Global charities team up on coronavirus lifeline for social entrepreneurs

Residents are pictured in Rocinha slum during the coronavirus disease (COVID-19) outbreak, in Rio de Janeiro, Brazil April 29, 2020. Picture taken April 29, 2020. REUTERS/Ricardo Moraes

A group of 40 global aid agencies and charities have launched an alliance to help social entrepreneurs during the coronavirus crisis, providing a safety net for some of the world’s poorest people.

Backed by the World Economic Forum (WEF), the alliance is made up of 40 leading global organizations and charities, including the Schwab Foundation, Yunus Social Business, and USAID.

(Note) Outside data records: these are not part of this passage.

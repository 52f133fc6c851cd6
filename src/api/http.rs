//! HTTP implementation of the record API over the service's RPC endpoints.
//!
//! Raw transport failures are classified into the error taxonomy here, once;
//! callers never see a reqwest error or a status code.

use async_trait::async_trait;
use serde::{Deserialize, Serialize};
use std::time::Duration;
use url::Url;

use super::{CreatedRecord, RecordApi};
use crate::cache::FilterSet;
use crate::error::{classify_status, ApiError};
use crate::records::{Entry, EntryPage, EntryPatch, Payload, Privacy};

const REQUEST_TIMEOUT: Duration = Duration::from_secs(15);

/// Record API client over HTTP.
#[derive(Clone)]
pub struct HttpRecordApi {
  http: reqwest::Client,
  base: Url,
  token: Option<String>,
}

// Wire types. The RPC surface is JSON throughout; entries reuse the domain
// serialization directly.

#[derive(Debug, Deserialize)]
struct ListResponse {
  entries: Vec<Entry>,
  cursor: Option<String>,
}

#[derive(Debug, Deserialize)]
struct CreateResponse {
  id: String,
  uri: String,
  revision: String,
}

#[derive(Debug, Serialize)]
struct CreateRequest<'a> {
  author: &'a str,
  privacy: Privacy,
  payload: &'a Payload,
}

#[derive(Debug, Serialize)]
struct UpdateRequest<'a> {
  author: &'a str,
  rkey: &'a str,
  expected_revision: &'a str,
  patch: &'a EntryPatch,
}

#[derive(Debug, Serialize)]
struct DeleteRequest<'a> {
  author: &'a str,
  rkey: &'a str,
  expected_revision: Option<&'a str>,
}

impl HttpRecordApi {
  pub fn new(base: Url, token: Option<String>) -> Result<Self, ApiError> {
    let http = reqwest::Client::builder()
      .timeout(REQUEST_TIMEOUT)
      .build()
      .map_err(|e| ApiError::network(format!("failed to build http client: {}", e)))?;

    Ok(Self { http, base, token })
  }

  fn endpoint(&self, method: &str) -> Result<Url, ApiError> {
    self
      .base
      .join(&format!("rpc/{}", method))
      .map_err(|e| ApiError::validation(format!("bad endpoint '{}': {}", method, e)))
  }

  fn authorize(&self, req: reqwest::RequestBuilder) -> reqwest::RequestBuilder {
    match &self.token {
      Some(token) => req.bearer_auth(token),
      None => req,
    }
  }

  /// Send a request and decode the JSON body, classifying every failure.
  async fn send<T: serde::de::DeserializeOwned>(
    &self,
    req: reqwest::RequestBuilder,
  ) -> Result<T, ApiError> {
    let response = self
      .authorize(req)
      .send()
      .await
      .map_err(classify_transport)?;

    let status = response.status();
    if !status.is_success() {
      let detail = response.text().await.unwrap_or_default();
      return Err(classify_status(status.as_u16(), detail.trim()));
    }

    response
      .json::<T>()
      .await
      .map_err(|e| ApiError::server(format!("unexpected response body: {}", e)))
  }
}

fn classify_transport(err: reqwest::Error) -> ApiError {
  if err.is_timeout() {
    ApiError::network(format!("request timed out: {}", err))
  } else {
    ApiError::network(format!("request failed: {}", err))
  }
}

#[async_trait]
impl RecordApi for HttpRecordApi {
  async fn list(
    &self,
    author: &str,
    filter: &FilterSet,
    limit: usize,
    cursor: Option<&str>,
  ) -> Result<EntryPage, ApiError> {
    let mut url = self.endpoint("entry.list")?;
    {
      let mut query = url.query_pairs_mut();
      query.append_pair("author", author);
      query.append_pair("limit", &limit.to_string());
      if let Some(cursor) = cursor {
        query.append_pair("cursor", cursor);
      }
      for kind in &filter.kinds {
        query.append_pair("kind", kind.as_str());
      }
      if let Some(privacy) = filter.privacy {
        query.append_pair(
          "privacy",
          match privacy {
            Privacy::Public => "public",
            Privacy::Sensitive => "sensitive",
          },
        );
      }
      if let Some(search) = &filter.search {
        query.append_pair("q", search);
      }
    }

    let response: ListResponse = self.send(self.http.get(url)).await?;
    Ok(EntryPage {
      has_more: response.cursor.is_some(),
      items: response.entries,
      cursor: response.cursor,
    })
  }

  async fn get(&self, author: &str, rkey: &str) -> Result<Entry, ApiError> {
    let mut url = self.endpoint("entry.get")?;
    url
      .query_pairs_mut()
      .append_pair("author", author)
      .append_pair("rkey", rkey);

    self.send(self.http.get(url)).await
  }

  async fn create(
    &self,
    author: &str,
    privacy: Privacy,
    payload: &Payload,
  ) -> Result<CreatedRecord, ApiError> {
    let url = self.endpoint("entry.create")?;
    let response: CreateResponse = self
      .send(self.http.post(url).json(&CreateRequest {
        author,
        privacy,
        payload,
      }))
      .await?;

    Ok(CreatedRecord {
      id: response.id,
      uri: response.uri,
      revision: response.revision,
    })
  }

  async fn update(
    &self,
    author: &str,
    rkey: &str,
    expected_revision: &str,
    patch: &EntryPatch,
  ) -> Result<Entry, ApiError> {
    let url = self.endpoint("entry.update")?;
    self
      .send(self.http.post(url).json(&UpdateRequest {
        author,
        rkey,
        expected_revision,
        patch,
      }))
      .await
  }

  async fn delete(
    &self,
    author: &str,
    rkey: &str,
    expected_revision: Option<&str>,
  ) -> Result<(), ApiError> {
    let url = self.endpoint("entry.delete")?;
    // The delete endpoint returns an empty JSON object.
    let _: serde_json::Value = self
      .send(self.http.post(url).json(&DeleteRequest {
        author,
        rkey,
        expected_revision,
      }))
      .await?;
    Ok(())
  }
}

Members of the partnership, called the COVID Response Alliance for Social Entrepreneurs, collectively support more than 15,000 social entrepreneurs who help vulnerable and marginalized groups in about 190 countries.

“Social enterprises support the poorest of the poor and most vulnerable in our world… We have to help them help others,” Saskia Bruysten, CEO of Germany-based fund Yunus Social Business, told the Thomson Reuters Foundation by phone.

With many countries living under strict lockdowns, it has become harder for social entrepreneurs – many of whom are directly responding to the crisis – to keep their businesses afloat. 

Some of them are seeing revenue plunge or being forced to cease operating.

“We don’t know, of course, how long these lockdowns are going to take, so we don’t know if we are going to be able to save everyone … but we are right now saying ‘let’s give it a shot,'” Bruysten said.

The alliance, which also includes the Skoll Foundation, Ashoka, the IKEA Foundation, the Global Impact Investing Network, and Aspen Network of Development Entrepreneurs, has collectively raised $75 million to help social entrepreneurs in the crisis.

It will focus on helping social entrepreneurs in poorer countries where they act as the “de-facto social net” but struggle to receive government support, Bruysten said.

Access to non-financial support and lobbying governments to support their local sectors are among the alliance’s other aims.

As part of the initiative, Duke University in the United States has created a searchable database with information on emergency funding available for social enterprises.

“These front-line organizations now face bankruptcy and severe constraints while they also innovate and respond to this global pandemic,” said François Bonnici, head of the Schwab Foundation for Social Entrepreneurship. 

“Through this alliance, members are committing support for social entrepreneurs to protect decades of work in the impact sector,” he said.